Typically with Create we simply don't make "generated" content editable, so in this case the truncated body text would not be available in the editing UI.
In this situation user would need to go to the article page to edit the actual contents.
This is exactly the problem we're solving (well, trying to) with Decal CMS. I've been holding off on trying to drive traffic to our initial demo because it's still a little rough around the edges but if anyone wants to check out our early prototype/demo we'd love to hear your feedback http://www.decalcms.com/page/Take_the_Decal_4_minute_challen...
Same problem here. The admin site structure of the typical CMS is an abstraction that makes obvious sense to us developers, but not necessarily to the content managers. Inline is the future.
Couldn't agree more. For the past year or so I've been building sites for clients using Concrete5 (an open source php CMS), and it has this concept at its core -- you edit the site on the actual pages themselves, which much more closely matches the mental model of non-technical users. Furthermore, it provides a lot of flexibility for the developer to customize the editing interface -- you edit content as smaller "blocks" on a page instead of one monolithic WYSIWYG editor for the entire page. In this way, you can have a small little custom interface specifically tailored to that one spot on the page.
It's a really elegant system that is unfortunately not as well documented as it could be (I'm hoping to do something about this in the near future though), and since it's a relative newcomer to the php CMS world (open-sourced in 2007 or 2008?), it doesn't have as much name recognition as Wordpress/Joomla/Drupal.

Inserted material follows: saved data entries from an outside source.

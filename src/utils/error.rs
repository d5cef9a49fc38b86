use crate::core::domain::DomainId;
use thiserror::Error;

#[derive(Error, Debug)]
pub enum LabError {
    #[error("IO error: {0}")]
    IoError(#[from] std::io::Error),

    #[error("Serialization error: {0}")]
    SerializationError(#[from] serde_json::Error),

    #[error("Configuration error: {message}")]
    ConfigError { message: String },

    #[error("Configuration validation failed for '{field}': {message}")]
    ConfigValidationError { field: String, message: String },

    #[error("Invalid value '{value}' for '{field}': {reason}")]
    InvalidConfigValueError {
        field: String,
        value: String,
        reason: String,
    },

    #[error("Missing required configuration: {field}")]
    MissingConfigError { field: String },

    #[error("Isolation violation: value owned by {owner} accessed from {accessor}")]
    IsolationViolation { owner: DomainId, accessor: DomainId },

    #[error("Transfer rejected: {reason}")]
    TransferRejected { reason: String },

    #[error("Mailbox of {actor} is closed")]
    MailboxClosed { actor: String },

    #[error("Token for {domain} used after that domain exited")]
    DomainExited { domain: DomainId },

    #[error("Main domain is already active in this runtime")]
    MainAlreadyActive,

    #[error("Reentrant call into {domain} from its own mailbox")]
    ReentrantCall { domain: DomainId },

    #[error("Isolated state poisoned in {domain}")]
    PoisonedState { domain: DomainId },

    #[error("Task failed: {message}")]
    TaskFailed { message: String },

    #[error("Repository error: {message}")]
    RepositoryError { message: String },

    #[error("Scenario '{scenario}' failed: {message}")]
    ScenarioFailed { scenario: String, message: String },
}

#[derive(Debug, Clone, Copy, PartialEq, Eq)]
pub enum ErrorCategory {
    Configuration,
    Isolation,
    Runtime,
    Io,
    Scenario,
}

#[derive(Debug, Clone, Copy, PartialEq, Eq, PartialOrd, Ord)]
pub enum ErrorSeverity {
    Low,
    Medium,
    High,
    Critical,
}

impl LabError {
    pub fn category(&self) -> ErrorCategory {
        match self {
            LabError::ConfigError { .. }
            | LabError::ConfigValidationError { .. }
            | LabError::InvalidConfigValueError { .. }
            | LabError::MissingConfigError { .. } => ErrorCategory::Configuration,
            LabError::IsolationViolation { .. }
            | LabError::TransferRejected { .. }
            | LabError::DomainExited { .. }
            | LabError::ReentrantCall { .. } => ErrorCategory::Isolation,
            LabError::MailboxClosed { .. }
            | LabError::MainAlreadyActive
            | LabError::PoisonedState { .. }
            | LabError::TaskFailed { .. } => ErrorCategory::Runtime,
            LabError::IoError(_) | LabError::SerializationError(_) => ErrorCategory::Io,
            LabError::RepositoryError { .. } | LabError::ScenarioFailed { .. } => {
                ErrorCategory::Scenario
            }
        }
    }

    pub fn severity(&self) -> ErrorSeverity {
        match self {
            // 預期中的隔離拒絕，屬於模型的正常行為
            LabError::IsolationViolation { .. } | LabError::TransferRejected { .. } => {
                ErrorSeverity::Low
            }
            LabError::RepositoryError { .. } | LabError::MailboxClosed { .. } => {
                ErrorSeverity::Medium
            }
            LabError::ConfigError { .. }
            | LabError::ConfigValidationError { .. }
            | LabError::InvalidConfigValueError { .. }
            | LabError::MissingConfigError { .. }
            | LabError::ScenarioFailed { .. }
            | LabError::DomainExited { .. }
            | LabError::MainAlreadyActive
            | LabError::ReentrantCall { .. } => ErrorSeverity::High,
            LabError::IoError(_)
            | LabError::SerializationError(_)
            | LabError::PoisonedState { .. }
            | LabError::TaskFailed { .. } => ErrorSeverity::Critical,
        }
    }

    pub fn recovery_suggestion(&self) -> String {
        match self {
            LabError::ConfigError { .. } | LabError::ConfigValidationError { .. } => {
                "Check the configuration file syntax and field names".to_string()
            }
            LabError::InvalidConfigValueError { field, .. } => {
                format!("Fix the value of '{}' and run again", field)
            }
            LabError::MissingConfigError { field } => {
                format!("Add the required field '{}'", field)
            }
            LabError::IsolationViolation { owner, .. } => {
                format!("Access the value from {} or transfer it explicitly", owner)
            }
            LabError::TransferRejected { .. } => {
                "Drop every alias of the value before transferring it".to_string()
            }
            LabError::MailboxClosed { .. } => {
                "Keep an ActorRef alive for as long as the actor is needed".to_string()
            }
            LabError::ReentrantCall { .. } => {
                "Mutate the actor state directly instead of messaging yourself".to_string()
            }
            LabError::DomainExited { domain } => {
                format!("Only use tokens for {} inside the domain that issued them", domain)
            }
            LabError::MainAlreadyActive => {
                "Hop onto the running main domain through its MainHandle".to_string()
            }
            LabError::RepositoryError { .. } => "Retry the fetch".to_string(),
            LabError::ScenarioFailed { .. } => {
                "Run with --verbose to see the scenario observations".to_string()
            }
            LabError::IoError(_) => "Check file paths and permissions".to_string(),
            LabError::SerializationError(_) => "Check the report data".to_string(),
            LabError::PoisonedState { .. } | LabError::TaskFailed { .. } => {
                "A task panicked; inspect the logs above".to_string()
            }
        }
    }

    pub fn user_friendly_message(&self) -> String {
        match self.category() {
            ErrorCategory::Configuration => format!("配置錯誤: {}", self),
            ErrorCategory::Isolation => format!("隔離規則拒絕: {}", self),
            ErrorCategory::Runtime => format!("執行期錯誤: {}", self),
            ErrorCategory::Io => format!("IO 錯誤: {}", self),
            ErrorCategory::Scenario => format!("實驗失敗: {}", self),
        }
    }
}

pub type Result<T> = std::result::Result<T, LabError>;

#[cfg(test)]
mod tests {
    use super::*;

    #[test]
    fn test_isolation_errors_are_low_severity() {
        let err = LabError::IsolationViolation {
            owner: DomainId::Main,
            accessor: DomainId::Nonisolated,
        };
        assert_eq!(err.category(), ErrorCategory::Isolation);
        assert_eq!(err.severity(), ErrorSeverity::Low);
        assert_eq!(
            err.to_string(),
            "Isolation violation: value owned by main accessed from nonisolated"
        );
    }

    #[test]
    fn test_config_errors_suggest_field() {
        let err = LabError::InvalidConfigValueError {
            field: "mailbox_capacity".to_string(),
            value: "0".to_string(),
            reason: "Value must be at least 1".to_string(),
        };
        assert_eq!(err.severity(), ErrorSeverity::High);
        assert!(err.recovery_suggestion().contains("mailbox_capacity"));
    }

    #[test]
    fn test_misused_tokens_are_high_severity() {
        let err = LabError::DomainExited {
            domain: DomainId::Main,
        };
        assert_eq!(err.category(), ErrorCategory::Isolation);
        assert_eq!(err.severity(), ErrorSeverity::High);
        assert_eq!(LabError::MainAlreadyActive.category(), ErrorCategory::Runtime);
    }
}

But as you point out, inline is the future, and C5 is way more mature than any other similar CMS I've seen, so I think it's an ideal solution for many CMS needs.
Most of the expensive CMS products have edit in place, so a user can just click and edit. This does come with quite a large overhead in pageweight in my experience.

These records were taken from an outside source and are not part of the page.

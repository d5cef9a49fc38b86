pub mod actor;
pub mod domain;
pub mod isolated;
pub mod lab;
pub mod main_actor;
pub mod runtime;
pub mod sendable;
pub mod task;
pub mod transfer;
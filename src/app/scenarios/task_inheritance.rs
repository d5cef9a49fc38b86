use crate::app::scenarios::TASK_INHERITANCE;
use crate::core::actor::{Actor, ActorRef, Context, Handler, Message};
use crate::core::domain::{DomainId, ExecutionDomain};
use crate::core::isolated::Isolated;
use crate::core::main_actor::MainToken;
use crate::core::runtime::Runtime;
use crate::core::task::{TaskHandle, TaskPlacement};
use crate::domain::model::ScenarioOutcome;
use crate::domain::ports::Scenario;
use crate::utils::error::{LabError, Result};
use async_trait::async_trait;

/// Actor whose ledger is bound to its own domain once it starts.
#[derive(Debug, Default)]
pub struct LedgerActor {
    ledger: Option<Isolated<u64>>,
}

impl LedgerActor {
    fn ledger(&self) -> Result<&Isolated<u64>> {
        self.ledger.as_ref().ok_or_else(|| LabError::ScenarioFailed {
            scenario: TASK_INHERITANCE.to_string(),
            message: "ledger used before the actor started".to_string(),
        })
    }
}

#[async_trait]
impl Actor for LedgerActor {
    fn name(&self) -> &str {
        "LedgerActor"
    }

    async fn started(&mut self, cx: &mut Context<Self>) {
        self.ledger = Some(Isolated::new(100, &*cx));
    }
}

/// Spawns a task that carries an alias of the ledger but not the actor.
pub struct SpawnDetachedReader;

impl Message for SpawnDetachedReader {
    type Reply = Result<TaskHandle<Result<u64>>>;
}

/// Spawns a task that captures the actor handle and goes through it.
pub struct SpawnCapturingWriter;

impl Message for SpawnCapturingWriter {
    type Reply = Result<TaskHandle<Result<u64>>>;
}

#[async_trait]
impl Handler<SpawnDetachedReader> for LedgerActor {
    async fn handle(
        &mut self,
        _msg: SpawnDetachedReader,
        cx: &mut Context<Self>,
    ) -> Result<TaskHandle<Result<u64>>> {
        let ledger = self.ledger()?.share(&*cx)?;
        Ok(cx.spawn_detached(move |token| async move { ledger.with(&token, |v| *v) }))
    }
}

#[async_trait]
impl Handler<SpawnCapturingWriter> for LedgerActor {
    async fn handle(
        &mut self,
        _msg: SpawnCapturingWriter,
        cx: &mut Context<Self>,
    ) -> Result<TaskHandle<Result<u64>>> {
        cx.spawn_capturing(|me: ActorRef<LedgerActor>| async move {
            me.run(|actor, cx| {
                actor.ledger()?.with_mut(&*cx, |v| {
                    *v += 1;
                    *v
                })
            })
            .await?
        })
    }
}

pub struct TaskInheritanceScenario;

#[async_trait(?Send)]
impl Scenario for TaskInheritanceScenario {
    fn name(&self) -> &str {
        TASK_INHERITANCE
    }

    fn description(&self) -> &str {
        "main tasks inherit main; actor tasks inherit only through the captured actor"
    }

    async fn run(&self, runtime: &Runtime) -> Result<ScenarioOutcome> {
        let ledger = runtime.spawn_actor(LedgerActor::default());
        runtime
            .run_main(|main| observe_inheritance(main, ledger))
            .await?
    }
}

async fn observe_inheritance(
    main: MainToken,
    ledger: ActorRef<LedgerActor>,
) -> Result<ScenarioOutcome> {
    let mut outcome = ScenarioOutcome::new();

    let title = Isolated::new(String::from("Inbox"), &main);
    let alias = title.share(&main)?;
    let task = main.spawn(move |main| async move {
        alias.with_mut(&main, |t| t.push_str(" (3)"))?;
        alias.with(&main, |t| t.clone())
    })?;
    outcome.check(
        task.placement() == TaskPlacement::Inherited(DomainId::Main),
        "a task created on main inherits main",
    );
    let shown = task.join().await??;
    outcome.check(
        shown == "Inbox (3)",
        "the main task updated main-only state without a violation",
    );

    let actor_domain = ledger.domain();
    let detached = ledger.ask(SpawnDetachedReader).await??;
    outcome.check(
        detached.placement() == TaskPlacement::Independent && !detached.placement().inherits(actor_domain),
        format!("a task spawned in {} without capturing it runs {}", actor_domain, detached.domain()),
    );
    outcome.check(
        matches!(
            detached.join().await?,
            Err(LabError::IsolationViolation { .. })
        ),
        "the independent task is refused access to the actor's ledger",
    );

    let capturing = ledger.ask(SpawnCapturingWriter).await??;
    outcome.check(
        capturing.placement() == TaskPlacement::Mediated(actor_domain),
        "a task capturing the actor is mediated by it",
    );
    let balance = capturing.join().await??;
    outcome.check(
        balance == 101,
        "the capturing task updated the ledger through the actor",
    );

    Ok(outcome)
}
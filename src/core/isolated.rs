use crate::core::domain::{DomainId, ExecutionDomain};
use crate::core::transfer::{RejectReason, Rejected, Transfer, TransferLog, TransferState};
use crate::utils::error::{LabError, Result};
use std::fmt;
use std::sync::{Arc, Mutex};

/// A mutable value bound to the domain that created it.
///
/// Every read or write names the domain it runs in and is refused unless that
/// is the owner. Aliases made with [`Isolated::share`] stay in the owner's
/// domain and block [`Isolated::transfer`] until they are dropped.
///
/// A value that is not `Send` can never be handed to another domain:
///
/// ```compile_fail
/// # use isolation_lab::core::{isolated::Isolated, transfer::TransferLog, domain::ExecutionDomain};
/// fn hand_off<D: ExecutionDomain>(value: Isolated<std::rc::Rc<u8>>, owner: &D) {
///     let _ = value.transfer(owner, &TransferLog::new());
/// }
/// ```
pub struct Isolated<T> {
    owner: DomainId,
    // `None` when created from a token whose domain had already exited.
    incarnation: Option<u64>,
    cell: Arc<Mutex<T>>,
}

impl<T> Isolated<T> {
    pub fn new<D: ExecutionDomain>(value: T, owner: &D) -> Self {
        Self {
            owner: owner.domain_id(),
            incarnation: owner.incarnation(),
            cell: Arc::new(Mutex::new(value)),
        }
    }

    pub fn owner(&self) -> DomainId {
        self.owner
    }

    /// Number of other live aliases of this value.
    pub fn alias_count(&self) -> usize {
        Arc::strong_count(&self.cell) - 1
    }

    fn is_owned_by<D: ExecutionDomain>(&self, accessor: &D) -> bool {
        accessor.domain_id() == self.owner
            && accessor.incarnation().is_some()
            && accessor.incarnation() == self.incarnation
    }

    fn check<D: ExecutionDomain>(&self, accessor: &D) -> Result<()> {
        if accessor.incarnation().is_none() {
            return Err(LabError::DomainExited {
                domain: accessor.domain_id(),
            });
        }
        let owned = self.is_owned_by(accessor);
        let accessor = accessor.domain_id();
        if !owned {
            tracing::debug!("🚫 {} tried to reach a value owned by {}", accessor, self.owner);
            return Err(LabError::IsolationViolation {
                owner: self.owner,
                accessor,
            });
        }
        Ok(())
    }

    pub fn with<D, R, F>(&self, accessor: &D, f: F) -> Result<R>
    where
        D: ExecutionDomain,
        F: FnOnce(&T) -> R,
    {
        self.check(accessor)?;
        let guard = self
            .cell
            .lock()
            .map_err(|_| LabError::PoisonedState { domain: self.owner })?;
        Ok(f(&*guard))
    }

    pub fn with_mut<D, R, F>(&self, accessor: &D, f: F) -> Result<R>
    where
        D: ExecutionDomain,
        F: FnOnce(&mut T) -> R,
    {
        self.check(accessor)?;
        let mut guard = self
            .cell
            .lock()
            .map_err(|_| LabError::PoisonedState { domain: self.owner })?;
        Ok(f(&mut *guard))
    }

    /// Same-domain alias of the value.
    pub fn share<D: ExecutionDomain>(&self, accessor: &D) -> Result<Self> {
        self.check(accessor)?;
        Ok(Self {
            owner: self.owner,
            incarnation: self.incarnation,
            cell: Arc::clone(&self.cell),
        })
    }

    /// Explicit handoff to another domain.
    ///
    /// Refused when `sender` is not the owner or when any alias is still
    /// live. Both outcomes are written to `log`.
    pub fn transfer<D: ExecutionDomain>(
        self,
        sender: &D,
        log: &TransferLog,
    ) -> std::result::Result<Transfer<T>, Rejected<T>>
    where
        T: Send,
    {
        let id = log.next_id();
        let sender_owns = self.is_owned_by(sender);
        let sender = sender.domain_id();
        let Isolated {
            owner,
            incarnation,
            cell,
        } = self;

        if !sender_owns {
            let reason = RejectReason::NotOwner { owner, sender };
            log.record(id, owner, None, TransferState::Rejected, Some(reason.to_string()));
            return Err(Rejected {
                value: Isolated {
                    owner,
                    incarnation,
                    cell,
                },
                reason,
            });
        }

        match Arc::try_unwrap(cell) {
            Ok(mutex) => {
                let value = mutex.into_inner().unwrap_or_else(|p| p.into_inner());
                log.record(id, owner, None, TransferState::Transferred, None);
                Ok(Transfer::new(id, owner, value, log.clone()))
            }
            Err(cell) => {
                let reason = RejectReason::StillReferenced {
                    aliases: Arc::strong_count(&cell) - 1,
                };
                log.record(id, owner, None, TransferState::Rejected, Some(reason.to_string()));
                Err(Rejected {
                    value: Isolated {
                        owner,
                        incarnation,
                        cell,
                    },
                    reason,
                })
            }
        }
    }
}

impl<T> fmt::Debug for Isolated<T> {
    fn fmt(&self, f: &mut fmt::Formatter<'_>) -> fmt::Result {
        f.debug_struct("Isolated")
            .field("owner", &self.owner)
            .field("aliases", &self.alias_count())
            .finish()
    }
}

#[cfg(test)]
mod tests {
    use super::*;
    use crate::core::actor::Actor;
    use crate::core::domain::Nonisolated;
    use crate::core::runtime::{Runtime, RuntimeConfig};

    struct Holder;

    impl Actor for Holder {}

    #[tokio::test]
    async fn test_owner_can_read_and_write() {
        let runtime = Runtime::new(RuntimeConfig::default());
        let values = runtime
            .run_main(|main| async move {
                let value = Isolated::new(vec![1], &main);
                value.with_mut(&main, |v| v.push(2))?;
                value.with(&main, |v| v.clone())
            })
            .await
            .unwrap()
            .unwrap();

        assert_eq!(values, vec![1, 2]);
    }

    #[tokio::test]
    async fn test_foreign_domain_is_rejected() {
        let runtime = Runtime::new(RuntimeConfig::default());
        let holder = runtime.spawn_actor(Holder);
        let holder_domain = holder.domain();

        let (err, untouched) = runtime
            .run_main(|main| async move {
                let value = Isolated::new(0u32, &main);
                let alias = value.share(&main).unwrap();
                let err = holder
                    .run(move |_, cx| alias.with_mut(&*cx, |v| *v += 1))
                    .await
                    .unwrap()
                    .unwrap_err();
                assert!(value.share(&Nonisolated::new()).is_err());
                (err, value.with(&main, |v| *v).unwrap())
            })
            .await
            .unwrap();

        match err {
            LabError::IsolationViolation { owner, accessor } => {
                assert_eq!(owner, DomainId::Main);
                assert_eq!(accessor, holder_domain);
            }
            other => panic!("unexpected error: {:?}", other),
        }
        assert_eq!(untouched, 0);
    }

    #[tokio::test]
    async fn test_same_actor_id_in_another_runtime_is_rejected() {
        let first = Runtime::new(RuntimeConfig::default()).spawn_actor(Holder);
        let second = Runtime::new(RuntimeConfig::default()).spawn_actor(Holder);

        let value = first
            .run(|_, cx| Isolated::new(0u32, &*cx))
            .await
            .unwrap();
        let err = second
            .run(move |_, cx| value.with_mut(&*cx, |v| *v = 7))
            .await
            .unwrap()
            .unwrap_err();

        assert!(matches!(err, LabError::IsolationViolation { .. }));
    }

    #[test]
    fn test_transfer_blocked_while_aliased() {
        let token = Nonisolated::new();
        let log = TransferLog::new();
        let value = Isolated::new(String::from("draft"), &token);
        let alias = value.share(&token).unwrap();
        assert_eq!(value.alias_count(), 1);

        let rejected = value.transfer(&token, &log).unwrap_err();
        assert_eq!(rejected.reason, RejectReason::StillReferenced { aliases: 1 });

        drop(alias);
        let transfer = rejected.value.transfer(&token, &log).unwrap();
        assert_eq!(log.count(TransferState::Rejected), 1);
        assert_eq!(log.state_of(transfer.id()), Some(TransferState::Transferred));
    }

    #[tokio::test]
    async fn test_non_owner_cannot_transfer() {
        let runtime = Runtime::new(RuntimeConfig::default());
        let log = TransferLog::new();
        let value = runtime
            .run_main(|main| async move { Isolated::new(3u8, &main) })
            .await
            .unwrap();

        let rejected = value.transfer(&Nonisolated::new(), &log).unwrap_err();
        assert!(matches!(rejected.reason, RejectReason::NotOwner { .. }));
        assert_eq!(rejected.value.owner(), DomainId::Main);
    }
}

Email is actually a perfectly valid web publishing protocol. We've done quite a lot of systems where clients can publish news items by just mailing them to a certain mailbox.
And http://www.deathmonkey.org/ was completely produced by sending emails from (old, pre-iPhone) smartphones on the road.
I love posterous for this reason. I find email is a natural interface for a lot of things and only wish I could do more just through email (like, I dunno, email social network interface perhaps?)
Since 3.2 (I think... maybe 3.1) WordPress has had an admin bar. The practical application of this is that once you're logged in, you can navigate to the page you want to edit (on the front-end of the live site), and then click "Edit Page" in the persistent bar at the top of the screen.
Author of Create here. The demo uses a minimal configuration of the Hallo editor. You can also enable block-level formatting, and there is a quite nice image and link plugin coming soon from the nice people at Liip.
Looks like you're right about the i/b/u/s options. Definitely needs a few more (link for one), but looks like a cool start at least. I like that it's client-side and works with a simple Backbone.sync back end.
Take a local checkout of https://github.com/bergie/hallo and try the example there. You'll have a lot more formatting options.
We will have a hack weekend on Create in January in Zurich, and hopefully after that I'll update the demo setup with a lot more features enabled (formatting, images, workflows, etc)
Plug-and-play inline editing for various CMSs would be nice. If this had more features, I could see using it with a structured, lightweight CMS like Perch [1] to edit structured content inline with the published pages.